Each year, millions of families around the world face the unimaginable loss of a baby through stillbirth. Defined as the loss of a baby after 20 weeks of pregnancy, stillbirth is a profoundly emotional and challenging experience. While the journey through labor and delivery is typically marked by anticipation and joy, for parents facing stillbirth, it becomes a bittersweet process of saying goodbye.

Laboring Through Loss: What to Expect
After receiving the heartbreaking news of a stillbirth, the focus shifts to safely delivering the baby. In most cases, labor is induced to minimize physical risks to the mother. The medical team will explain the options, which might include induction of labor or, in some cases, a cesarean section depending on individual circumstances.
Physically, the process of labor is much the same as any delivery, but emotionally, it is uniquely challenging. Parents often face a flood of emotions, from grief and shock to love and longing. Many find the labor and delivery process to be an important opportunity to honor and connect with their baby, despite the pain of loss.
Decisions to Consider After Delivery
Following the birth, parents will need to make several deeply personal decisions. These moments can be overwhelming, but they also offer opportunities to create lasting memories and honor the baby’s life. Here are some considerations:
Holding the Baby
Many parents find comfort in holding their baby, even if only for a short time. This can be an important step in saying goodbye and acknowledging the baby’s place in the family. Holding your baby may help to process the loss and create a tangible connection. Others may feel unable to do so, which is also completely valid. Every family should make the choice that feels right for them without pressure or judgment.
Creating Memories
Hospitals often provide support for parents to create keepsakes and memories. These might include:
- Photographs: Professional bereavement photographers or hospital staff can take pictures of your baby, which can be cherished for years to come.

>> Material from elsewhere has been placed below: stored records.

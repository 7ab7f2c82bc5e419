use std::collections::{BTreeSet, HashMap};

use super::AuthError;

/// Prefix that marks a role as an authority.
pub const ROLE_PREFIX: &str = "ROLE_";

/// ✅ **Authorities granted to a caller** (`ROLE_ADMIN`, `ROLE_USER`, ...)
#[derive(Clone, Debug, Default, PartialEq, Eq)]
pub struct RoleSet(BTreeSet<String>);

impl RoleSet {
    pub fn new() -> Self {
        Self::default()
    }

    /// Adds a role, prefixing it with `ROLE_` unless it already carries the prefix.
    pub fn insert(&mut self, role: impl AsRef<str>) {
        self.0.insert(authority(role.as_ref()));
    }

    /// ✅ **Check for a role**, with or without the `ROLE_` prefix (`has_role("ADMIN")`)
    pub fn has_role(&self, role: &str) -> bool {
        self.0.contains(&authority(role))
    }

    /// Exact authority lookup.
    pub fn contains(&self, authority: &str) -> bool {
        self.0.contains(authority)
    }

    pub fn len(&self) -> usize {
        self.0.len()
    }

    pub fn is_empty(&self) -> bool {
        self.0.is_empty()
    }

    pub fn iter(&self) -> impl Iterator<Item = &str> {
        self.0.iter().map(String::as_str)
    }
}

impl<S: AsRef<str>> FromIterator<S> for RoleSet {
    fn from_iter<I: IntoIterator<Item = S>>(iter: I) -> Self {
        let mut roles = RoleSet::new();
        for role in iter {
            roles.insert(role);
        }
        roles
    }
}

fn authority(role: &str) -> String {
    if role.starts_with(ROLE_PREFIX) {
        role.to_string()
    } else {
        format!("{ROLE_PREFIX}{role}")
    }
}

/// ✅ **Query-level access rules**: query name → role required to run it.
/// Queries without a rule are open to everyone, including anonymous callers.
#[derive(Clone, Debug, PartialEq)]
pub struct AccessPolicy {
    rules: HashMap<String, String>,
}

impl Default for AccessPolicy {
    fn default() -> Self {
        Self::new(HashMap::from([("persons".to_string(), "ADMIN".to_string())]))
    }
}

impl AccessPolicy {
    pub fn new(rules: HashMap<String, String>) -> Self {
        Self { rules }
    }

    pub fn rules(&self) -> &HashMap<String, String> {
        &self.rules
    }

    pub fn required_role(&self, operation: &str) -> Option<&str> {
        self.rules.get(operation).map(String::as_str)
    }

    /// Allows `operation` when it has no rule, or when `roles` holds the required role.
    /// Anonymous callers (`None`) only pass open operations.
    pub fn authorize(&self, operation: &str, roles: Option<&RoleSet>) -> Result<(), AuthError> {
        match self.required_role(operation) {
            None => Ok(()),
            Some(required) if roles.is_some_and(|r| r.has_role(required)) => Ok(()),
            Some(required) => {
                tracing::warn!(operation, required_role = required, "Access denied");
                Err(AuthError::Unauthorized)
            }
        }
    }
}
pub mod person;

- Memory Box: Many families choose to collect items such as a lock of hair, the baby’s blanket or clothing, handprints, and footprints.
- Naming the Baby: Giving your baby a name can be a meaningful way to honor their life and acknowledge their place in your family.
Involving Older Siblings and Family
Explaining stillbirth to older siblings and family members requires sensitivity and care. Tailor your approach based on the child’s age and understanding:
- For Younger Children: Use simple, clear language to explain that the baby has died and won’t be coming home. Reassure them that it is not their fault and that their feelings of sadness, confusion, or anger are normal.
- For Older Children: Encourage open conversations and answer their questions honestly. Allow them to express their grief and include them in creating memories if they wish.
- For Extended Family: Inform relatives and friends in a way that feels comfortable for you. Consider asking a trusted person to share the news on your behalf if it feels too overwhelming.
Support and Compassion
The experience of labor and delivery after a stillbirth is profoundly personal, and there is no “right” or “wrong” way to navigate it. Surround yourself with supportive individuals who respect your choices and provide comfort. Lean on healthcare providers, bereavement counselors, or support groups who can guide you through these moments with compassion and understanding.
Looking Ahead
While the pain of stillbirth never fully disappears, the memories created during labor and delivery can be a source of comfort and healing. By breaking the silence and sharing these experiences, we can create a world where grieving parents feel seen, supported, and understood.
If you or someone you love is facing this journey, know that you are not alone. Reach out to organizations, support groups, or counselors who specialize in pregnancy and infant loss for guidance. Together, we can honor the lives of babies gone too soon and provide a foundation of compassion for bereaved families.